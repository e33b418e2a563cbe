use deadpool_diesel::sqlite::Pool;
use diesel::SqliteConnection;
use snafu::ResultExt;
use tracing::warn;

use crate::Result;
use crate::error::{DbInteractSnafu, DbPoolSnafu};
use dto::query::QueryResultDto;

/// Runs a read query on a pooled connection.
///
/// Failing to get or use a connection is returned as `Err`. A statement that
/// the database rejects is reported through `QueryResultDto::is_error`.
pub async fn execute_query<T, F>(db_pool: &Pool, table: &str, query: F) -> Result<QueryResultDto<T>>
where
    T: Send + 'static,
    F: FnOnce(&mut SqliteConnection) -> diesel::QueryResult<Vec<T>> + Send + 'static,
{
    let db = db_pool.get().await.context(DbPoolSnafu)?;

    let select_res = db.interact(query).await.context(DbInteractSnafu)?;

    match select_res {
        Ok(rows) => Ok(QueryResultDto::ok(rows)),
        Err(e) => {
            let msg = format!("Error querying {}: {}", table, e);
            warn!("{}", msg);
            Ok(QueryResultDto::error(msg))
        }
    }
}
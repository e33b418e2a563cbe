use axum::{
    Form, Json,
    extract::{State, rejection::FormRejection},
    http::{Method, StatusCode},
    response::{IntoResponse, Response},
};
use core::result::Result as CoreResult;
use tracing::error;

use crate::error::ErrorResponse;
use crate::models::PaginationFormData;
use crate::run::AppState;
use crate::services::orgs::fetch_organizations;

pub const FETCH_ERROR_MESSAGE: &str = "Failed to fetch organizations";

/// Follow-up page requests from the organizations table.
///
/// Query level errors are passed through as they are, with their `isError` flag.
pub async fn orgs_resource_handler(
    method: Method,
    State(state): State<AppState>,
    payload: CoreResult<Form<PaginationFormData>, FormRejection>,
) -> Response {
    if method != Method::POST {
        return (
            StatusCode::METHOD_NOT_ALLOWED,
            Json(ErrorResponse {
                error: "Method not allowed".to_string(),
            }),
        )
            .into_response();
    }

    let form = payload.map(|Form(data)| data).unwrap_or_default();
    let req = form.to_page_request();

    match fetch_organizations(&state.db, &req).await {
        Ok(result) => Json(result).into_response(),
        Err(e) => {
            error!("Unable to fetch organizations: {}", e);
            (
                StatusCode::INTERNAL_SERVER_ERROR,
                Json(ErrorResponse {
                    error: FETCH_ERROR_MESSAGE.to_string(),
                }),
            )
                .into_response()
        }
    }
}
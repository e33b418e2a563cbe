mod page;
mod params;

pub use page::*;
pub use params::*;

#[derive(Clone)]
pub struct TemplateData {
    pub title: String,
}

impl TemplateData {
    pub fn new(title: &str) -> Self {
        Self {
            title: title.to_string(),
        }
    }
}
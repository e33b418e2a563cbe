use axum::Router;
use axum::extract::FromRef;
use snafu::ResultExt;
use std::sync::Arc;
use tokio::net::TcpListener;
use tower::ServiceBuilder;
use tower_http::trace::{DefaultMakeSpan, DefaultOnResponse, TraceLayer};
use tracing::{Level, info};

use crate::Result;
use crate::config::Config;
use crate::error::{BindSnafu, DbSnafu, ServeSnafu};
use crate::web::all_routes;
use db::db::{DbMapper, create_db_mapper};

#[derive(Clone, FromRef)]
pub struct AppState {
    pub db: Arc<DbMapper>,
}

pub async fn run(config: Config) -> Result<()> {
    let port = config.server.port;
    let db = create_db_mapper(&config.db.url).context(DbSnafu)?;
    let state = AppState { db: Arc::new(db) };

    let routes_all = Router::new().merge(all_routes(state)).layer(
        ServiceBuilder::new().layer(
            TraceLayer::new_for_http()
                .make_span_with(DefaultMakeSpan::new().level(Level::INFO))
                .on_response(DefaultOnResponse::new().level(Level::INFO)),
        ),
    );

    // Setup the server
    let ip = "127.0.0.1";
    let addr = format!("{}:{}", ip, port);
    info!("HTTP Server running on {}", addr);

    let listener = TcpListener::bind(&addr)
        .await
        .context(BindSnafu { addr: addr.clone() })?;
    axum::serve(listener, routes_all.into_make_service())
        .with_graceful_shutdown(shutdown_signal())
        .await
        .context(ServeSnafu)?;

    info!("HTTP Server stopped");

    Ok(())
}

async fn shutdown_signal() {
    let ctrl_c = async {
        tokio::signal::ctrl_c()
            .await
            .expect("failed to install Ctrl+C handler");
    };

    #[cfg(unix)]
    let terminate = async {
        tokio::signal::unix::signal(tokio::signal::unix::SignalKind::terminate())
            .expect("failed to install signal handler")
            .recv()
            .await;
    };

    #[cfg(not(unix))]
    let terminate = std::future::pending::<()>();

    tokio::select! {
        _ = ctrl_c => {},
        _ = terminate => {},
    }
}
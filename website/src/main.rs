mod config;
mod error;
mod health;
mod models;
mod run;
mod services;
mod web;

use clap::Parser;
use snafu::ErrorCompat;
use std::process;

use config::{Args, Config};
use run::run;

// Re-exports
pub use error::{Error, Result};

#[tokio::main]
async fn main() {
    tracing_subscriber::fmt()
        .with_target(false)
        .compact()
        .init();

    let args = Args::parse();

    if let Err(e) = run_command(args).await {
        eprintln!("Application error: {e}");
        if let Some(bt) = ErrorCompat::backtrace(&e) {
            eprintln!("{}", bt);
        }
        process::exit(1);
    }
}

async fn run_command(arg: Args) -> Result<()> {
    let config = Config::build(&arg.config)?;
    run(config).await
}
pub mod org;
pub mod pagination;
pub mod query;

**Task details**
Once more, write out all of the entries above exactly.

**Task result**
repository e33b418e2a563cbe
use deadpool_diesel::sqlite::Pool;
use diesel::SqliteConnection;
use snafu::ResultExt;
use tracing::warn;

use crate::Result;
use crate::error::{DbInteractSnafu, DbPoolSnafu};
use dto::query::QueryResultDto;

/// Runs a read query on a pooled connection.
///
/// Failing to get or use a connection is returned as `Err`. A statement that
/// the database rejects is reported through `QueryResultDto::is_error`.
pub async fn execute_query<T, F>(db_pool: &Pool, table: &str, query: F) -> Result<QueryResultDto<T>>
where
    T: Send + 'static,
    F: FnOnce(&mut SqliteConnection) -> diesel::QueryResult<Vec<T>> + Send + 'static,
{
    let db = db_pool.get().await.context(DbPoolSnafu)?;

    let select_res = db.interact(query).await.context(DbInteractSnafu)?;

    match select_res {
        Ok(rows) => Ok(QueryResultDto::ok(rows)),
        Err(e) => {
            let msg = format!("Error querying {}: {}", table, e);
            warn!("{}", msg);
            Ok(QueryResultDto::error(msg))
        }
    }
}
repository e33b418e2a563cbe
use axum::{
    Form, Json,
    extract::{State, rejection::FormRejection},
    http::{Method, StatusCode},
    response::{IntoResponse, Response},
};
use core::result::Result as CoreResult;
use tracing::error;

use crate::error::ErrorResponse;
use crate::models::PaginationFormData;
use crate::run::AppState;
use crate::services::orgs::fetch_organizations;

pub const FETCH_ERROR_MESSAGE: &str = "Failed to fetch organizations";

/// Follow-up page requests from the organizations table.
///
/// Query level errors are passed through as they are, with their `isError` flag.
pub async fn orgs_resource_handler(
    method: Method,
    State(state): State<AppState>,
    payload: CoreResult<Form<PaginationFormData>, FormRejection>,
) -> Response {
    if method != Method::POST {
        return (
            StatusCode::METHOD_NOT_ALLOWED,
            Json(ErrorResponse {
                error: "Method not allowed".to_string(),
            }),
        )
            .into_response();
    }

    let form = payload.map(|Form(data)| data).unwrap_or_default();
    let req = form.to_page_request();

    match fetch_organizations(&state.db, &req).await {
        Ok(result) => Json(result).into_response(),
        Err(e) => {
            error!("Unable to fetch organizations: {}", e);
            (
                StatusCode::INTERNAL_SERVER_ERROR,
                Json(ErrorResponse {
                    error: FETCH_ERROR_MESSAGE.to_string(),
                }),
            )
                .into_response()
        }
    }
}
repository e33b418e2a563cbe
mod page;
mod params;

pub use page::*;
pub use params::*;

#[derive(Clone)]
pub struct TemplateData {
    pub title: String,
}

impl TemplateData {
    pub fn new(title: &str) -> Self {
        Self {
            title: title.to_string(),
        }
    }
}
repository e33b418e2a563cbe
use axum::Router;
use axum::extract::FromRef;
use snafu::ResultExt;
use std::sync::Arc;
use tokio::net::TcpListener;
use tower::ServiceBuilder;
use tower_http::trace::{DefaultMakeSpan, DefaultOnResponse, TraceLayer};
use tracing::{Level, info};

use crate::Result;
use crate::config::Config;
use crate::error::{BindSnafu, DbSnafu, ServeSnafu};
use crate::web::all_routes;
use db::db::{DbMapper, create_db_mapper};

#[derive(Clone, FromRef)]
pub struct AppState {
    pub db: Arc<DbMapper>,
}

pub async fn run(config: Config) -> Result<()> {
    let port = config.server.port;
    let db = create_db_mapper(&config.db.url).context(DbSnafu)?;
    let state = AppState { db: Arc::new(db) };

    let routes_all = Router::new().merge(all_routes(state)).layer(
        ServiceBuilder::new().layer(
            TraceLayer::new_for_http()
                .make_span_with(DefaultMakeSpan::new().level(Level::INFO))
                .on_response(DefaultOnResponse::new().level(Level::INFO)),
        ),
    );

    // Setup the server
    let ip = "127.0.0.1";
    let addr = format!("{}:{}", ip, port);
    info!("HTTP Server running on {}", addr);

    let listener = TcpListener::bind(&addr)
        .await
        .context(BindSnafu { addr: addr.clone() })?;
    axum::serve(listener, routes_all.into_make_service())
        .with_graceful_shutdown(shutdown_signal())
        .await
        .context(ServeSnafu)?;

    info!("HTTP Server stopped");

    Ok(())
}

async fn shutdown_signal() {
    let ctrl_c = async {
        tokio::signal::ctrl_c()
            .await
            .expect("failed to install Ctrl+C handler");
    };

    #[cfg(unix)]
    let terminate = async {
        tokio::signal::unix::signal(tokio::signal::unix::SignalKind::terminate())
            .expect("failed to install signal handler")
            .recv()
            .await;
    };

    #[cfg(not(unix))]
    let terminate = std::future::pending::<()>();

    tokio::select! {
        _ = ctrl_c => {},
        _ = terminate => {},
    }
}
filename website/src/main.rs
mod config;
mod error;
mod health;
mod models;
mod run;
mod services;
mod web;

use clap::Parser;
use snafu::ErrorCompat;
use std::process;

use config::{Args, Config};
use run::run;

// Re-exports
pub use error::{Error, Result};

#[tokio::main]
async fn main() {
    tracing_subscriber::fmt()
        .with_target(false)
        .compact()
        .init();

    let args = Args::parse();

    if let Err(e) = run_command(args).await {
        eprintln!("Application error: {e}");
        if let Some(bt) = ErrorCompat::backtrace(&e) {
            eprintln!("{}", bt);
        }
        process::exit(1);
    }
}

async fn run_command(arg: Args) -> Result<()> {
    let config = Config::build(&arg.config)?;
    run(config).await
}
pub mod org;
pub mod pagination;
pub mod query;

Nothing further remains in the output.